Posted by Fnarf | June 9, 2008 4:07 PM
34

@28 -- If they smelled like a plate of steamed and buttered fresh lake perch, ecce, I'd eat more pussy than any gay man ever did!

Stop being stupid. (I know, I know...)

Posted by Jubilation T. Cornball | June 9, 2008 4:17 PM
35

ECB,

I too was sickened by the sexism that was prevelent through out the campaign, but you will have to point me in the direction to where these sexist coments came out of Barack Obama's mouth, unlike the racist comments that came out of Geraldine Ferraro's mouth.

Oh and by the way, Keith Olbermann rules!
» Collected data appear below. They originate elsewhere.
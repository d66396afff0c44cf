//! Configuration Loader - File Loading and Validation
//!
//! Handles loading `config.toml`, validating all parameters,
//! and providing clear error messages for misconfiguration.

use std::collections::HashSet;
use std::path::Path;

use anyhow::{Context, Result};

use super::AppConfig;

/// Load and validate configuration from a TOML file.
///
/// # Errors
/// Returns detailed error if:
/// - File doesn't exist or can't be read
/// - TOML parsing fails
/// - Validation rules are violated
pub fn load_config(path: &str) -> Result<AppConfig> {
  let path = Path::new(path);

  let content = std::fs::read_to_string(path)
    .with_context(|| format!("Failed to read config file: {}", path.display()))?;

  parse_config(&content).with_context(|| format!("Invalid config file: {}", path.display()))
}

/// Parse and validate configuration from TOML text.
pub fn parse_config(content: &str) -> Result<AppConfig> {
  let config: AppConfig = toml::from_str(content).context("Failed to parse config TOML")?;
  validate_config(&config)?;
  Ok(config)
}

/// Validate all configuration parameters.
///
/// Checks for:
/// - A positive concurrency ceiling and broadcast capacity
/// - At least one venue, with unique ids and sane price/latency ranges
/// - Non-zero stage deadlines
pub fn validate_config(config: &AppConfig) -> Result<()> {
  anyhow::ensure!(
    config.queue.max_concurrent > 0,
    "queue.max_concurrent must be positive"
  );
  anyhow::ensure!(
    config.broadcast.capacity > 0,
    "broadcast.capacity must be positive"
  );
  anyhow::ensure!(
    config.pipeline.quote_timeout_ms > 0 && config.pipeline.execute_timeout_ms > 0,
    "pipeline timeouts must be positive"
  );
  anyhow::ensure!(
    !config.engine.bind_address.is_empty(),
    "engine.bind_address must not be empty"
  );

  // Venue validation
  anyhow::ensure!(
    !config.venues.is_empty(),
    "At least one venue must be configured"
  );

  let mut seen = HashSet::new();
  for (i, venue) in config.venues.iter().enumerate() {
    anyhow::ensure!(!venue.id.is_empty(), "Venue {} has empty id", i);
    anyhow::ensure!(
      seen.insert(venue.id.as_str()),
      "Duplicate venue id: {}",
      venue.id
    );
    anyhow::ensure!(
      (0.0..1.0).contains(&venue.fee),
      "Venue {} fee must be in [0, 1), got {}",
      venue.id,
      venue.fee
    );
    anyhow::ensure!(
      venue.price_floor > 0.0 && venue.price_spread >= 0.0,
      "Venue {} price range must be positive",
      venue.id
    );
    anyhow::ensure!(
      venue.multiplier_min > 0.0 && venue.multiplier_min <= venue.multiplier_max,
      "Venue {} multiplier range invalid: [{}, {}]",
      venue.id,
      venue.multiplier_min,
      venue.multiplier_max
    );
    anyhow::ensure!(
      venue.execute_latency_min_ms <= venue.execute_latency_max_ms,
      "Venue {} execute latency range invalid",
      venue.id
    );
    anyhow::ensure!(
      (0.0..=1.0).contains(&venue.failure_rate),
      "Venue {} failure_rate must be in [0, 1], got {}",
      venue.id,
      venue.failure_rate
    );
    if let Some(price) = venue.fixed_price {
      anyhow::ensure!(
        price.is_finite() && price > 0.0,
        "Venue {} fixed_price must be positive, got {}",
        venue.id,
        price
      );
    }
  }

  if config.retention.completed_ttl_secs.is_some() {
    anyhow::ensure!(
      config.retention.sweep_interval_secs > 0,
      "retention.sweep_interval_secs must be positive"
    );
  }

  Ok(())
}
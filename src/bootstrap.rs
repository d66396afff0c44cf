//! Engine wiring.
//!
//! Builds the store, broadcast hub, quote aggregator, pipeline and
//! admission queue from an `AppConfig`. Shared by the binary, the HTTP
//! tests and the integration tests.

use std::sync::Arc;

use tracing::info;

use crate::adapters::broadcast::BroadcastHub;
use crate::adapters::venues::build_venues;
use crate::config::AppConfig;
use crate::ports::publisher::UpdatePublisher;
use crate::ports::venue::VenueClient;
use crate::usecases::{
    AdmissionQueue, ExecutionPipeline, OrderStore, PipelineSettings, QuoteAggregator,
};

/// Handles to the running engine's shared components.
#[derive(Clone)]
pub struct Engine {
    pub store: Arc<OrderStore>,
    pub queue: Arc<AdmissionQueue>,
    pub hub: Arc<BroadcastHub>,
}

impl Engine {
    /// Wire an engine with one simulated venue per `[[venues]]` entry.
    pub fn build(config: &AppConfig) -> Self {
        Self::with_venues(config, build_venues(&config.venues))
    }

    /// Wire an engine around caller-provided venues.
    pub fn with_venues(config: &AppConfig, venues: Vec<Arc<dyn VenueClient>>) -> Self {
        let store = Arc::new(OrderStore::new());
        let hub = Arc::new(BroadcastHub::new(config.broadcast.capacity));

        let venue_ids: Vec<_> = venues.iter().map(|v| v.id()).collect();
        let aggregator = QuoteAggregator::new(
            venues,
            config.pipeline.quote_timeout(),
            config.pipeline.venue_failure_policy,
        );
        let pipeline = Arc::new(ExecutionPipeline::new(
            Arc::clone(&store),
            aggregator,
            Arc::clone(&hub) as Arc<dyn UpdatePublisher>,
            PipelineSettings::from(&config.pipeline),
        ));
        let queue = AdmissionQueue::new(Arc::clone(&store), pipeline, config.queue.max_concurrent);

        info!(
            venues = ?venue_ids,
            max_concurrent = config.queue.max_concurrent,
            policy = ?config.pipeline.venue_failure_policy,
            "Engine wired"
        );

        Self { store, queue, hub }
    }
}
//! Domain errors.
//!
//! `ValidationError` rejects a submission before any order exists.
//! `TransitionError` guards the order state machine.

use thiserror::Error;

use super::order::{OrderId, OrderStatus};

/// Why a submission was rejected. Surfaced to the submitter as a client error.
#[derive(Debug, Clone, PartialEq, Eq, Error)]
pub enum ValidationError {
    /// One or more required fields are absent or empty.
    #[error("Missing required fields: {}", .0.join(", "))]
    MissingFields(Vec<&'static str>),
    /// Amount is present but not a positive number.
    #[error("Invalid amount: {0}")]
    InvalidAmount(String),
    /// Order type other than the ones the engine routes.
    #[error("Unsupported order type: {0}")]
    UnsupportedOrderType(String),
}

/// An event that the order's current status does not allow.
#[derive(Debug, Clone, PartialEq, Eq, Error)]
#[error("order {order_id}: invalid transition {from} -> {to}")]
pub struct TransitionError {
    pub order_id: OrderId,
    pub from: OrderStatus,
    pub to: OrderStatus,
}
Posted by elswinger | June 9, 2008 4:31 PM
36

Mr. Cornball,

I humbly request that you desist reading my mind when I poop.

Warmest regards,

Ecce

Posted by ecce homo | June 9, 2008 4:33 PM
37
But Tuesday after Tuesday, there came the vertiginous thrill of watching the pundits collapse into paroxysms of frustration at this goddamn woman who would not quit and, even worse, kept winning in unexpected places and by unexpected margins, even when they said it was impossible, even when they were hollering for her to get out of the race.
*banging head against desk*

Aside from New Hampshire, she won not one state that was unexpected and never by an unexpected margin. Everyone knew what states favored her. Everyone knew which would be close and which would be blowouts. After Super Tuesday, we knew which states favored whom, and it all broke as expected. It was NEVER considered impossible for her to win Pennsylvania or West Virginia, it was considered so inevitable as to only beg the question "by how much".
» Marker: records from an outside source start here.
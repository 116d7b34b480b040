//! Explicit registry mapping configuration keys to expiry processes.

use std::collections::BTreeMap;
use std::sync::Arc;
use std::time::Duration;
use tokio::sync::Semaphore;

use cts_shared::ReaperConfig;

use super::expiry::{ExpiryProcessKind, SessionExpiryProcess};
use super::process::ExpiryProcess;
use crate::errors::{CoreTokenError, DomainResult};
use crate::repositories::token::TokenStore;
use crate::services::audit::AuditService;

/// Collaborators handed to every process factory
#[derive(Clone)]
pub struct ProcessDependencies {
    pub store: Arc<dyn TokenStore>,
    pub audit: Arc<AuditService>,
    /// Worker pool shared by every process built from these dependencies,
    /// bounding concurrent deletes against the store across all processes
    pub workers: Arc<Semaphore>,
    pub record_timeout: Duration,
}

impl ProcessDependencies {
    pub fn new(store: Arc<dyn TokenStore>, audit: Arc<AuditService>, config: &ReaperConfig) -> Self {
        Self {
            store,
            audit,
            workers: Arc::new(Semaphore::new(config.worker_pool_size.max(1))),
            record_timeout: Duration::from_millis(config.record_timeout_ms),
        }
    }
}

/// Builds a process from its dependencies
pub type ProcessFactory = fn(&ProcessDependencies) -> Arc<dyn ExpiryProcess>;

/// Mapping from configuration key to process factory
pub struct ProcessRegistry {
    factories: BTreeMap<String, ProcessFactory>,
}

impl Default for ProcessRegistry {
    fn default() -> Self {
        Self::with_defaults()
    }
}

impl ProcessRegistry {
    pub fn empty() -> Self {
        Self {
            factories: BTreeMap::new(),
        }
    }

    /// Registry holding the `reaper`, `max-session-time` and `idle-timeout` processes
    pub fn with_defaults() -> Self {
        let mut registry = Self::empty();
        registry.register(ExpiryProcessKind::Reaper.key(), |deps| {
            build(ExpiryProcessKind::Reaper, deps)
        });
        registry.register(ExpiryProcessKind::MaxSessionTime.key(), |deps| {
            build(ExpiryProcessKind::MaxSessionTime, deps)
        });
        registry.register(ExpiryProcessKind::IdleTimeout.key(), |deps| {
            build(ExpiryProcessKind::IdleTimeout, deps)
        });
        registry
    }

    pub fn register(&mut self, key: impl Into<String>, factory: ProcessFactory) {
        self.factories.insert(key.into(), factory);
    }

    pub fn keys(&self) -> impl Iterator<Item = &str> {
        self.factories.keys().map(String::as_str)
    }

    /// Build the processes named by `keys`
    ///
    /// Every key is validated before any process is built, so a typo in the
    /// configuration fails startup instead of the first run.
    pub fn resolve(
        &self,
        keys: &[String],
        deps: &ProcessDependencies,
    ) -> DomainResult<Vec<Arc<dyn ExpiryProcess>>> {
        let factories = keys
            .iter()
            .map(|key| {
                self.factories
                    .get(key)
                    .copied()
                    .ok_or_else(|| CoreTokenError::UnknownProcess { key: key.clone() })
            })
            .collect::<Result<Vec<_>, _>>()?;

        Ok(factories.into_iter().map(|factory| factory(deps)).collect())
    }
}

fn build(kind: ExpiryProcessKind, deps: &ProcessDependencies) -> Arc<dyn ExpiryProcess> {
    Arc::new(SessionExpiryProcess::new(
        kind,
        deps.store.clone(),
        deps.audit.clone(),
        deps.workers.clone(),
        deps.record_timeout,
    ))
}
What was known to be impossible, by both campaigns, was Hillary catching up and winning the pledged delegate count, and by May, it was obvious she wouldn't catch up in superdelegates either.
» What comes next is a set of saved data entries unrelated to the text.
//! MySQL implementation of the AuditLogRepository trait.
//!
//! Entries are appended to `cts_audit_log` and never updated.

use async_trait::async_trait;
use sqlx::MySqlPool;

use cts_core::domain::entities::audit::AuditLog;
use cts_core::errors::DomainError;
use cts_core::repositories::audit::AuditLogRepository;

use crate::InfrastructureError;

/// MySQL implementation of AuditLogRepository
#[derive(Clone)]
pub struct MySqlAuditLogRepository {
    /// Database connection pool
    pool: MySqlPool,
}

impl MySqlAuditLogRepository {
    pub fn new(pool: MySqlPool) -> Self {
        Self { pool }
    }
}

#[async_trait]
impl AuditLogRepository for MySqlAuditLogRepository {
    async fn create(&self, audit_log: &AuditLog) -> Result<(), DomainError> {
        let query = r#"
            INSERT INTO cts_audit_log (
                id, event_type, token_id, client_id, owner_id, realm,
                tracking_id, event_data, created_at
            ) VALUES (?, ?, ?, ?, ?, ?, ?, ?, ?)
        "#;

        let event_data = audit_log
            .event_data
            .as_ref()
            .map(serde_json::to_string)
            .transpose()
            .map_err(InfrastructureError::from)?;

        sqlx::query(query)
            .bind(audit_log.id.to_string())
            .bind(audit_log.event_type.as_str())
            .bind(&audit_log.token_id)
            .bind(&audit_log.client_id)
            .bind(&audit_log.owner_id)
            .bind(&audit_log.realm)
            .bind(&audit_log.tracking_id)
            .bind(event_data)
            .bind(audit_log.created_at)
            .execute(&self.pool)
            .await
            .map_err(InfrastructureError::Database)?;

        Ok(())
    }
}
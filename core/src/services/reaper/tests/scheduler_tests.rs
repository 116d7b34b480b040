//! Unit tests for the reaper scheduler

use chrono::{Duration as ChronoDuration, Utc};
use std::sync::Arc;
use std::time::Duration;
use tokio::sync::Semaphore;

use crate::domain::entities::{PartialToken, TokenType};
use crate::repositories::{InMemoryAuditLogRepository, InMemoryTokenStore};
use crate::services::audit::{AuditService, AuditServiceConfig};
use crate::services::reaper::{
    spawn_reaper_task, BatchReaper, ExpiryProcessKind, SessionExpiryProcess,
};

#[tokio::test(start_paused = true)]
async fn test_reaper_task_runs_after_first_interval() {
    let store = Arc::new(InMemoryTokenStore::new());
    store
        .insert_partial(PartialToken::new(
            "expired",
            TokenType::RefreshToken,
            Utc::now() - ChronoDuration::minutes(1),
        ))
        .await;

    let audit = Arc::new(AuditService::new(
        Arc::new(InMemoryAuditLogRepository::new()),
        AuditServiceConfig { async_writes: false },
    ));
    let process = Arc::new(SessionExpiryProcess::new(
        ExpiryProcessKind::Reaper,
        store.clone(),
        audit,
        Arc::new(Semaphore::new(2)),
        Duration::from_secs(5),
    ));
    let reaper = Arc::new(BatchReaper::new(store.clone(), process, 100));

    let handle = spawn_reaper_task(reaper, Duration::from_secs(60));

    tokio::time::sleep(Duration::from_secs(30)).await;
    assert!(store.contains("expired").await);
    assert_eq!(store.queries_opened(), 0);

    tokio::time::sleep(Duration::from_secs(31)).await;
    assert!(!store.contains("expired").await);
    assert_eq!(store.queries_opened(), 1);

    handle.abort();
}
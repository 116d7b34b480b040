//! Grant type dispatch for the token endpoint.

use async_trait::async_trait;
use std::collections::HashMap;
use std::sync::Arc;
use tracing::debug;

use super::exchange::RefreshTokenExchange;
use crate::domain::entities::token::{AccessToken, REFRESH_TOKEN_GRANT};
use crate::domain::value_objects::request::{params, OAuth2Request};
use crate::errors::OAuth2Error;

/// Issues access tokens for one grant type
#[async_trait]
pub trait GrantTypeHandler: Send + Sync {
    fn grant_type(&self) -> &str;

    async fn handle(&self, request: &OAuth2Request) -> Result<AccessToken, OAuth2Error>;
}

/// The `refresh_token` grant
pub struct RefreshTokenGrantHandler {
    exchange: Arc<RefreshTokenExchange>,
}

impl RefreshTokenGrantHandler {
    pub fn new(exchange: Arc<RefreshTokenExchange>) -> Self {
        Self { exchange }
    }
}

#[async_trait]
impl GrantTypeHandler for RefreshTokenGrantHandler {
    fn grant_type(&self) -> &str {
        REFRESH_TOKEN_GRANT
    }

    async fn handle(&self, request: &OAuth2Request) -> Result<AccessToken, OAuth2Error> {
        self.exchange.refresh_token(request).await
    }
}

/// Token endpoint service routing requests to grant handlers
#[derive(Default)]
pub struct AccessTokenService {
    handlers: HashMap<String, Arc<dyn GrantTypeHandler>>,
}

impl AccessTokenService {
    pub fn new() -> Self {
        Self::default()
    }

    /// Service with the refresh token grant registered
    pub fn with_refresh_token_grant(exchange: Arc<RefreshTokenExchange>) -> Self {
        Self::new().with_handler(Arc::new(RefreshTokenGrantHandler::new(exchange)))
    }

    pub fn with_handler(mut self, handler: Arc<dyn GrantTypeHandler>) -> Self {
        self.register(handler);
        self
    }

    /// Register a handler, replacing any handler of the same grant type
    pub fn register(&mut self, handler: Arc<dyn GrantTypeHandler>) {
        self.handlers
            .insert(handler.grant_type().to_string(), handler);
    }

    pub fn supports(&self, grant_type: &str) -> bool {
        self.handlers.contains_key(grant_type)
    }

    /// Issue an access token for the request's grant type
    pub async fn request_access_token(
        &self,
        request: &OAuth2Request,
    ) -> Result<AccessToken, OAuth2Error> {
        let grant_type = request
            .non_empty_parameter(params::GRANT_TYPE)
            .ok_or_else(|| OAuth2Error::invalid_request("Missing parameter, 'grant_type'"))?;

        let handler = self.handlers.get(grant_type).ok_or_else(|| {
            debug!(grant_type, "Unsupported grant type requested");
            OAuth2Error::unsupported_grant_type(format!("Unknown grant type: {}", grant_type))
        })?;

        handler.handle(request).await
    }
}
I'll be so glad when this type of selective fucking myth-making dies and fades with the memories of this campaign. It has been surreal watching a campaign surround itself with a mythos entirely disconnected from what was actually happening, and amazing to see the number of people who willingly bought every tale told.

Sexism, mysogyny? Sure, it was there, and should be addressed. But can we please stop telling stories that aren't true?

Posted by switzerblog | June 9, 2008 4:38 PM
38

No, you're not alone in being misguided and supporting the worst candidate for president since George W. Bush.

Yes, others agree with your fantasy that this country has been ripped apart by sexism when it was really united against a horrible human being.

Congratulations -- you continue to make women as a group sound insane because of those of you who insist on rallying around the worst possible icon you could possibly choose. A woman you would never (one hopes) want your daughters -- or sons -- to grow up to be like.

Other than that, you've proven what exactly?

Posted by whatevernevermind | June 9, 2008 5:22 PM
39

"Having spent five months pounding on one another like men, it’s perhaps worth now attempting to bridge the feminist divide like women."

That's pretty fucking sexist...

Posted by Fonky | June 9, 2008 5:54 PM
40

@38,

You are deranged. Hillary is hardly the worst candidate since W. If you don't like her, great; I don't like her either. But there are numerous women in the public spotlight who are hundreds of times worse than Hillary.

Your hysteria is showing, and it makes you look like a misogynist

Posted by keshmeshi | June 9, 2008 7:29 PM
41

@37 - Exactly! for Erica to even post that statement that she "kept winning in unexpected places" and NOT in the context of making fun of the moron who wrote it sums up perfectly why ECB has lost all credibility for her HRC coverage. Please, Erica, tell me the "unexpected" victories HRC won after super Tuesday, or after New Hampshire, for that matter. pretty please?

Posted by longball | June 9, 2008 8:52 PM
42

Kesh,

You are only good for 2 things. Washing dishes and child rearing.

Get over it. You over stimulated, spoiled, wealthy little white cunt.